Stevenson started teaching in 2005 with an internship at Bonneville Elementary in Orem, Utah, and since then has filled a variety of positions in schools. After his internship Stevenson was hired by Bonneville Elementary to teach fourth grade. After three years of teaching, he decided to return to BYU to earn a master’s degree in educational leadership.
“I have a strong desire to work with children and make a difference in their lives,” Stevenson said. “There have been many educators in my life, including my father, who taught for 40 years in California. [These individuals] have made an impact on who I am today. I felt a need to continue to be a part of that process. . . . I love what I do each day.”

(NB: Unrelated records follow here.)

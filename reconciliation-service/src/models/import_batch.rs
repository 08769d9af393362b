use chrono::{DateTime, Utc};
use serde::Serialize;
use sqlx::FromRow;
use uuid::Uuid;

#[derive(Debug, Clone, Copy, PartialEq, Eq)]
pub enum ImportBatchStatus {
    Committed,
    RolledBack,
}

impl ImportBatchStatus {
    pub fn as_str(&self) -> &'static str {
        match self {
            Self::Committed => "committed",
            Self::RolledBack => "rolled_back",
        }
    }

    pub fn parse(s: &str) -> Self {
        match s {
            "rolled_back" => Self::RolledBack,
            _ => Self::Committed,
        }
    }
}

/// One run of the statement import pipeline.
#[derive(Debug, Clone, FromRow, Serialize)]
pub struct ImportBatch {
    pub batch_id: Uuid,
    pub tenant_id: Uuid,
    pub account_id: Uuid,
    pub source_name: String,
    pub status: String,
    pub transaction_count: i32,
    pub deleted_count: i32,
    pub created_utc: DateTime<Utc>,
    pub rolled_back_utc: Option<DateTime<Utc>>,
}

impl ImportBatch {
    pub fn parsed_status(&self) -> ImportBatchStatus {
        ImportBatchStatus::parse(&self.status)
    }

    pub fn is_rolled_back(&self) -> bool {
        self.parsed_status() == ImportBatchStatus::RolledBack
    }
}

#[derive(Debug, Clone)]
pub struct NewImportBatch {
    pub tenant_id: Uuid,
    pub account_id: Uuid,
    pub source_name: String,
    pub transaction_count: i32,
}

After graduating in 2009 with a master’s degree, Stevenson joined North Point Elementary in its first year, teaching sixth grade. The following summer he was hired as an assistant principal, splitting his time between Freedom Elementary in Highland and Harvest Elementary in Saratoga Springs. Six months later Stevenson became principal of Orchard Elementary, where he currently serves.
Stevenson hopes that his commitment to having high-quality classroom instruction each day has benefited his students and teachers. He is excited about contributing to something important, and is motivated by seeing the art and science of teaching demonstrated daily in Orchard Elementary.
Through his years of teaching, Stevenson has learned that student success in the classroom requires meeting the social and academic needs of individuals. “When I taught, I made it a priority to interact with each child in my class to ensure [all of them] knew my concern for them,” Stevenson said. “Having children know you care about them makes all the difference in their willingness to learn. Additionally, I recognize the importance of ensuring students have access to quality instruction that meets their learning needs.”
Being a principal has provided Stevenson with opportunities to interact with other principals in the district. “My understanding of pedagogy, curriculum, best practices, research, and practical application has been enhanced as a result of our conversations,” he said. “Our collaborative discussions have had an impact in every aspect of what I do as an administrator. I feel more confident in my ability to handle complex and difficult situations because of my association with these dynamic leaders.”
Stevenson emphasizes the importance of being surrounded by exemplary, supportive people. “I am continually lifted up and made better because of their commitment and example, ” he explained.
Stevenson and his wife, Stacey, currently live in Lehi, Utah. They have three children—two girls and a boy.